* Input for this task

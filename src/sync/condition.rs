// Copyright (c) 2025 the dtu-bridge authors
// SPDX-License-Identifier: Apache-2.0

//! Monitor-style condition variable.

use std::cell::UnsafeCell;
use std::collections::VecDeque;
use std::sync::Arc;
use std::time::Instant;

use crate::error::{Error, Result};
use crate::sync::{Mutex, Waiter};
use crate::time::Timeout;

/// A condition variable built from a FIFO queue of one-shot [`Waiter`] gates,
/// protected by the same [`Mutex`] that guards the predicate.
///
/// The guard mutex is part of the condition and is exposed through
/// [`acquire`]/[`release`]/[`lock`], so a call site uses the condition
/// exactly like a mutex with extra wait/notify operations.  Every operation
/// that touches the waiter queue insists that the calling thread holds the
/// guard and fails with [`Error::NotOwner`] otherwise; the whole design
/// assumes monitor discipline, so violations fail fast instead of being
/// tolerated.
///
/// Waiters are woken strictly in arrival order.  After a `notify_all`, the
/// order in which woken threads retake the guard is up to the scheduler.
///
/// [`acquire`]: Condition::acquire
/// [`release`]: Condition::release
/// [`lock`]: Condition::lock
pub struct Condition {
    guard: Mutex,
    /// Waiting threads in arrival order.  Only touched while `guard` is held
    /// by the calling thread.
    waiters: UnsafeCell<VecDeque<Arc<Waiter>>>,
}

// SAFETY: `waiters` is only accessed after verifying that the calling thread
// owns `guard`, which serializes all access to the queue.
unsafe impl Send for Condition {}
unsafe impl Sync for Condition {}

impl Condition {
    /// A new condition with its own (unheld) guard mutex.
    pub const fn new() -> Condition {
        Condition {
            guard: Mutex::new(),
            waiters: UnsafeCell::new(VecDeque::new()),
        }
    }

    /// Take the guard mutex.
    pub fn acquire(&self) {
        self.guard.acquire();
    }

    /// Release the guard mutex.  Must only be called by the owner.
    pub fn release(&self) {
        self.guard.release();
    }

    /// Take the guard, returning an RAII handle that releases on drop.
    pub fn lock(&self) -> ConditionGuard<'_> {
        self.acquire();
        ConditionGuard { cond: self }
    }

    fn check_owned(&self) -> Result<()> {
        if self.guard.is_owned_by_current() {
            Ok(())
        } else {
            Err(Error::NotOwner)
        }
    }

    /// The waiter queue.  Callers must have passed [`check_owned`] on this
    /// entry into the monitor and must drop the reference before releasing
    /// the guard.
    ///
    /// [`check_owned`]: Condition::check_owned
    #[allow(clippy::mut_from_ref)]
    unsafe fn waiters(&self) -> &mut VecDeque<Arc<Waiter>> {
        &mut *self.waiters.get()
    }

    /// Number of threads currently queued.  Requires the guard.
    pub fn waiter_count(&self) -> Result<usize> {
        self.check_owned()?;
        // SAFETY: ownership verified above.
        Ok(unsafe { self.waiters() }.len())
    }

    /// Release the guard, block until notified or timed out, then retake the
    /// guard before returning.
    ///
    /// Returns `true` when the wake came from a notify.  When the wait was
    /// not satisfied, the stale queue entry is removed, unless a concurrent
    /// notify already popped it, in which case the removal is a no-op and the
    /// notify is simply spent.
    pub fn wait(&self, timeout: impl Into<Timeout>) -> Result<bool> {
        self.check_owned()?;
        let waiter = Arc::new(Waiter::new());
        // SAFETY: ownership verified above; the reference does not outlive
        // this statement.
        unsafe { self.waiters() }.push_back(Arc::clone(&waiter));
        self.release();

        let outcome = Arc::clone(&waiter).acquire(timeout);

        // The guard is retaken no matter how the wait resolved.
        self.acquire();
        if !matches!(outcome, Ok(true)) {
            // SAFETY: guard retaken just above.
            let queue = unsafe { self.waiters() };
            if let Some(pos) = queue.iter().position(|w| Arc::ptr_eq(w, &waiter)) {
                queue.remove(pos);
            }
        }
        outcome
    }

    /// Wait until `predicate` returns true, or `timeout` elapses.
    ///
    /// A predicate that already holds returns immediately without blocking.
    /// Otherwise the absolute deadline is fixed once, and the remaining
    /// budget is recomputed before every block so that repeated early wakes
    /// cannot stretch the total wait.  The return value is the last observed
    /// value of the predicate.
    pub fn wait_for(
        &self,
        mut predicate: impl FnMut() -> bool,
        timeout: impl Into<Timeout>,
    ) -> Result<bool> {
        let mut result = predicate();
        if result {
            return Ok(true);
        }
        let deadline = timeout.into().deadline_from(Instant::now());
        while !result {
            let remaining = match deadline {
                None => Timeout::Forever,
                Some(end) => {
                    let now = Instant::now();
                    if now >= end {
                        break;
                    }
                    Timeout::After(end - now)
                }
            };
            self.wait(remaining)?;
            result = predicate();
        }
        Ok(result)
    }

    /// Wake up to `n` waiters, oldest first.
    pub fn notify(&self, n: usize) -> Result<()> {
        self.check_owned()?;
        for _ in 0..n {
            // SAFETY: ownership verified above.
            let Some(waiter) = unsafe { self.waiters() }.pop_front() else {
                break;
            };
            if !waiter.release() {
                // Lost the race with the waiter's own timeout; it will skip
                // its queue removal when it finds the entry already gone.
                log::debug!("notify raced with a timed-out waiter");
            }
        }
        Ok(())
    }

    /// Wake every currently queued waiter.
    pub fn notify_all(&self) -> Result<()> {
        let n = self.waiter_count()?;
        self.notify(n)
    }
}

impl Default for Condition {
    fn default() -> Condition {
        Condition::new()
    }
}

/// RAII handle for [`Condition::lock`].  Releases the guard when dropped.
pub struct ConditionGuard<'a> {
    cond: &'a Condition,
}

impl Drop for ConditionGuard<'_> {
    fn drop(&mut self) {
        self.cond.release();
    }
}

#[cfg(test)]
mod tests {
    use super::*;
    use std::sync::atomic::{AtomicBool, Ordering};
    use std::thread;
    use std::time::Duration;

    /// Spawn `n` waiters, guaranteeing arrival order by index.
    fn spawn_waiters(
        cond: &Arc<Condition>,
        order: &Arc<parking_lot::Mutex<Vec<usize>>>,
        n: usize,
    ) -> Vec<thread::JoinHandle<()>> {
        let mut handles = Vec::new();
        for i in 0..n {
            let cond2 = Arc::clone(cond);
            let order2 = Arc::clone(order);
            handles.push(thread::spawn(move || {
                let _guard = cond2.lock();
                assert!(cond2.wait(Timeout::Forever).unwrap());
                order2.lock().push(i);
            }));
            // Only start the next waiter once this one is queued.
            loop {
                let _guard = cond.lock();
                if cond.waiter_count().unwrap() == i + 1 {
                    break;
                }
                drop(_guard);
                thread::sleep(Duration::from_millis(2));
            }
        }
        handles
    }

    #[test]
    fn notify_wakes_in_arrival_order() {
        let cond = Arc::new(Condition::new());
        let order = Arc::new(parking_lot::Mutex::new(Vec::new()));
        let handles = spawn_waiters(&cond, &order, 4);

        for expect in [vec![0], vec![0, 1], vec![0, 1, 2]] {
            {
                let _guard = cond.lock();
                cond.notify(1).unwrap();
            }
            // Wait for the woken thread to record itself.
            let begin = Instant::now();
            while order.lock().len() < expect.len() {
                assert!(begin.elapsed() < Duration::from_secs(5));
                thread::sleep(Duration::from_millis(2));
            }
            assert_eq!(*order.lock(), expect);
        }

        {
            let _guard = cond.lock();
            // More than are queued; wakes just the one remaining.
            cond.notify(10).unwrap();
        }
        for h in handles {
            h.join().unwrap();
        }
        assert_eq!(*order.lock(), vec![0, 1, 2, 3]);
    }

    #[test]
    fn notify_all_wakes_everyone() {
        let cond = Arc::new(Condition::new());
        let order = Arc::new(parking_lot::Mutex::new(Vec::new()));
        let handles = spawn_waiters(&cond, &order, 3);
        {
            let _guard = cond.lock();
            assert_eq!(cond.waiter_count().unwrap(), 3);
            cond.notify_all().unwrap();
            assert_eq!(cond.waiter_count().unwrap(), 0);
        }
        for h in handles {
            h.join().unwrap();
        }
        assert_eq!(order.lock().len(), 3);
    }

    #[test]
    fn wait_timeout_leaves_no_queue_entry() {
        let cond = Condition::new();
        let _guard = cond.lock();
        let begin = Instant::now();
        assert!(!cond.wait(Duration::from_millis(60)).unwrap());
        assert!(begin.elapsed() >= Duration::from_millis(60));
        assert_eq!(cond.waiter_count().unwrap(), 0);
    }

    #[test]
    fn operations_require_the_guard() {
        let cond = Condition::new();
        assert!(matches!(cond.wait(Timeout::NoWait), Err(Error::NotOwner)));
        assert!(matches!(cond.notify(1), Err(Error::NotOwner)));
        assert!(matches!(cond.notify_all(), Err(Error::NotOwner)));
        assert!(matches!(cond.waiter_count(), Err(Error::NotOwner)));

        // Holding the guard on another thread does not help this one.
        let cond = Arc::new(Condition::new());
        let cond2 = Arc::clone(&cond);
        cond.acquire();
        let res = thread::spawn(move || cond2.notify(1)).join().unwrap();
        assert!(matches!(res, Err(Error::NotOwner)));
        cond.release();
    }

    #[test]
    fn wait_for_returns_immediately_when_already_true() {
        let cond = Condition::new();
        let _guard = cond.lock();
        let begin = Instant::now();
        assert!(cond.wait_for(|| true, Duration::from_secs(10)).unwrap());
        assert!(begin.elapsed() < Duration::from_secs(1));
    }

    #[test]
    fn wait_for_sees_a_late_producer() {
        let cond = Arc::new(Condition::new());
        let flag = Arc::new(AtomicBool::new(false));

        let cond2 = Arc::clone(&cond);
        let flag2 = Arc::clone(&flag);
        let producer = thread::spawn(move || {
            thread::sleep(Duration::from_millis(50));
            let _guard = cond2.lock();
            flag2.store(true, Ordering::Release);
            cond2.notify_all().unwrap();
        });

        let _guard = cond.lock();
        let satisfied = cond
            .wait_for(|| flag.load(Ordering::Acquire), Duration::from_secs(5))
            .unwrap();
        assert!(satisfied);
        producer.join().unwrap();
    }

    #[test]
    fn wait_for_gives_up_at_the_deadline() {
        let cond = Condition::new();
        let _guard = cond.lock();
        let begin = Instant::now();
        let satisfied = cond
            .wait_for(|| false, Duration::from_millis(100))
            .unwrap();
        assert!(!satisfied);
        let elapsed = begin.elapsed();
        assert!(elapsed >= Duration::from_millis(100));
        // The budget is absolute, not per-block.
        assert!(elapsed < Duration::from_secs(5));
        assert_eq!(cond.waiter_count().unwrap(), 0);
    }
}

* Required action
From the entries above, copy every line that holds the word "while".

* Task result
    /// Waiting threads in arrival order.  Only touched while `guard` is held
        while !result {
            while order.lock().len() < expect.len() {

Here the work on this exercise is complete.